-------- Provided records

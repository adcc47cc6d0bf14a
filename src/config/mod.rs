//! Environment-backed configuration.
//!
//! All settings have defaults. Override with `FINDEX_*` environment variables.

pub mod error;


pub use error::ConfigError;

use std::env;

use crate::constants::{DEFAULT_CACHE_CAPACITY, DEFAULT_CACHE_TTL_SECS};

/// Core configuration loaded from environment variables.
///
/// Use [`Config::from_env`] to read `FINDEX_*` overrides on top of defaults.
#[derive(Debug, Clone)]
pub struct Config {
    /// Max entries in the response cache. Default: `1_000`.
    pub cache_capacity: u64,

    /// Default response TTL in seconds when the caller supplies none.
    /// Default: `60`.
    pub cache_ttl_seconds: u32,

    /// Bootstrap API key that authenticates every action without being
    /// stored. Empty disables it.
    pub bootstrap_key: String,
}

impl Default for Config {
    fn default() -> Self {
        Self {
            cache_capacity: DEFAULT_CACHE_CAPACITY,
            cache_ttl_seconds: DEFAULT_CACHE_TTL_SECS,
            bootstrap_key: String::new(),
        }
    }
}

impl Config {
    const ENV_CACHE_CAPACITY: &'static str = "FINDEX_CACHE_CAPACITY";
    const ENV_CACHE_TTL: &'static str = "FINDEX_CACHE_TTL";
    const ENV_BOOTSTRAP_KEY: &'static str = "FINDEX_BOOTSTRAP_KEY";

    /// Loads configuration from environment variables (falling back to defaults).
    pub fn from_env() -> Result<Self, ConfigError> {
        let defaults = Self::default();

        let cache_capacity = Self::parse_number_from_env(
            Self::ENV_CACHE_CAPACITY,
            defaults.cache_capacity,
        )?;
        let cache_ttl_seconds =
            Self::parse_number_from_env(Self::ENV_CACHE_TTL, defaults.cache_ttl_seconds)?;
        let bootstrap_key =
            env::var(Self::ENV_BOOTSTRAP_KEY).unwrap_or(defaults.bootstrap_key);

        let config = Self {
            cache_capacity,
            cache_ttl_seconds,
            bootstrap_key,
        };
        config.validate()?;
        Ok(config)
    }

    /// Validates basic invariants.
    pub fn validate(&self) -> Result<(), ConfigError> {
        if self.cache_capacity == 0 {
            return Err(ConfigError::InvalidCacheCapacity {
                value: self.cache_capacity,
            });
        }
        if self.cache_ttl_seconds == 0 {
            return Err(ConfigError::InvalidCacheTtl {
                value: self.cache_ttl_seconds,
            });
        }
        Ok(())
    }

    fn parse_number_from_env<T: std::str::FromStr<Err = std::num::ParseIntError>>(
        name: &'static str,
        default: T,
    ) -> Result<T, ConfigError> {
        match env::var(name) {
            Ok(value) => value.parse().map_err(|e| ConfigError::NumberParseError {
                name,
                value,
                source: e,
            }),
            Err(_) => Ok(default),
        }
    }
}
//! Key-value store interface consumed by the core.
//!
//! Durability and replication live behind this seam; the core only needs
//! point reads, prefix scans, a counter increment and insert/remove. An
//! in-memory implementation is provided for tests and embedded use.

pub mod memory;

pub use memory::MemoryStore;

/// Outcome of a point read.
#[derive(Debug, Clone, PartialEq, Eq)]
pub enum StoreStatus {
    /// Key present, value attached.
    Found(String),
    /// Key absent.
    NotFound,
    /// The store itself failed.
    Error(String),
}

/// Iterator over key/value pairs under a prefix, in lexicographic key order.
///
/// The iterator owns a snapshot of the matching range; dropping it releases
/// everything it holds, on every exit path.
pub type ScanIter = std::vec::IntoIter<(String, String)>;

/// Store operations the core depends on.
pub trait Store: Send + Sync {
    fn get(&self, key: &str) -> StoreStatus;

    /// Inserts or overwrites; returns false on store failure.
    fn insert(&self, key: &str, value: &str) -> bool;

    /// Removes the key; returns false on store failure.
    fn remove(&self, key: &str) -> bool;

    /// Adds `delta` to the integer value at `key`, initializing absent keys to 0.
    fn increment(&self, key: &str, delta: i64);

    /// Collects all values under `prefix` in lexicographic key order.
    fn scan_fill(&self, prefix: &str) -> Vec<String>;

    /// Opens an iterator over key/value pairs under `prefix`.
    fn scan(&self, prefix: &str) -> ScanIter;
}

----------------
-------- Provided records

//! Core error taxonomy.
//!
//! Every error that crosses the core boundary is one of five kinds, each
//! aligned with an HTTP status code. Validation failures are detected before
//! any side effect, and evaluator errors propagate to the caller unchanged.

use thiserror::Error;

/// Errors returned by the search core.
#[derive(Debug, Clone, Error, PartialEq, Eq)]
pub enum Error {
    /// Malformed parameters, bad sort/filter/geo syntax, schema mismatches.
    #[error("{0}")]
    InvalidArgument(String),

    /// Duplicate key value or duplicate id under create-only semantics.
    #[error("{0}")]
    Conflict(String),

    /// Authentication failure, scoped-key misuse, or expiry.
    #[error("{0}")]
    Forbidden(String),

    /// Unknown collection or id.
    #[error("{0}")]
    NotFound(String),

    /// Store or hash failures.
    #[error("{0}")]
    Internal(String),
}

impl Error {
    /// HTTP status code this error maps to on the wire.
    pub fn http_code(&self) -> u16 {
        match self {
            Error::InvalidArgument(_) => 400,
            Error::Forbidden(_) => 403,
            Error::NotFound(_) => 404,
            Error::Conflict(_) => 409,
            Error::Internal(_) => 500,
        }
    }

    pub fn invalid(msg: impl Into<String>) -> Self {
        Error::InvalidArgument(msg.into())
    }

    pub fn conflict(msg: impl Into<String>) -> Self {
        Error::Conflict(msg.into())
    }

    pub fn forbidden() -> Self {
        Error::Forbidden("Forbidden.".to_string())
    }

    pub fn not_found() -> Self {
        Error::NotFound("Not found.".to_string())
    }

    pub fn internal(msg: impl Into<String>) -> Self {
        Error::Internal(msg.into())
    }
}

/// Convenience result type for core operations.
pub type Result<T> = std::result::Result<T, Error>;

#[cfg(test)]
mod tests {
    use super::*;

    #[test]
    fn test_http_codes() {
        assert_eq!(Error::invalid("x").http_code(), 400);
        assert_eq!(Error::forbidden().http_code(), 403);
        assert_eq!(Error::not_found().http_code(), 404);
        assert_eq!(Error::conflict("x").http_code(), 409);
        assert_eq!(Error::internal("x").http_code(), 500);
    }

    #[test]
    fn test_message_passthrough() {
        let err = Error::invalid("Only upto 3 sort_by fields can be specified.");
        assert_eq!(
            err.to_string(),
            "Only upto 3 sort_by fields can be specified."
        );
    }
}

----------------

▶ **Task prompt**: Please output exactly the lines between the one holding "repository adcc47cc6d0bf14a" and the one holding "use std::env;" in the records above, inclusive, and nothing more.

▶ **Task result**:
repository adcc47cc6d0bf14a
filename src/config/mod.rs
//! Environment-backed configuration.
//!
//! All settings have defaults. Override with `FINDEX_*` environment variables.

pub mod error;


pub use error::ConfigError;

use std::env;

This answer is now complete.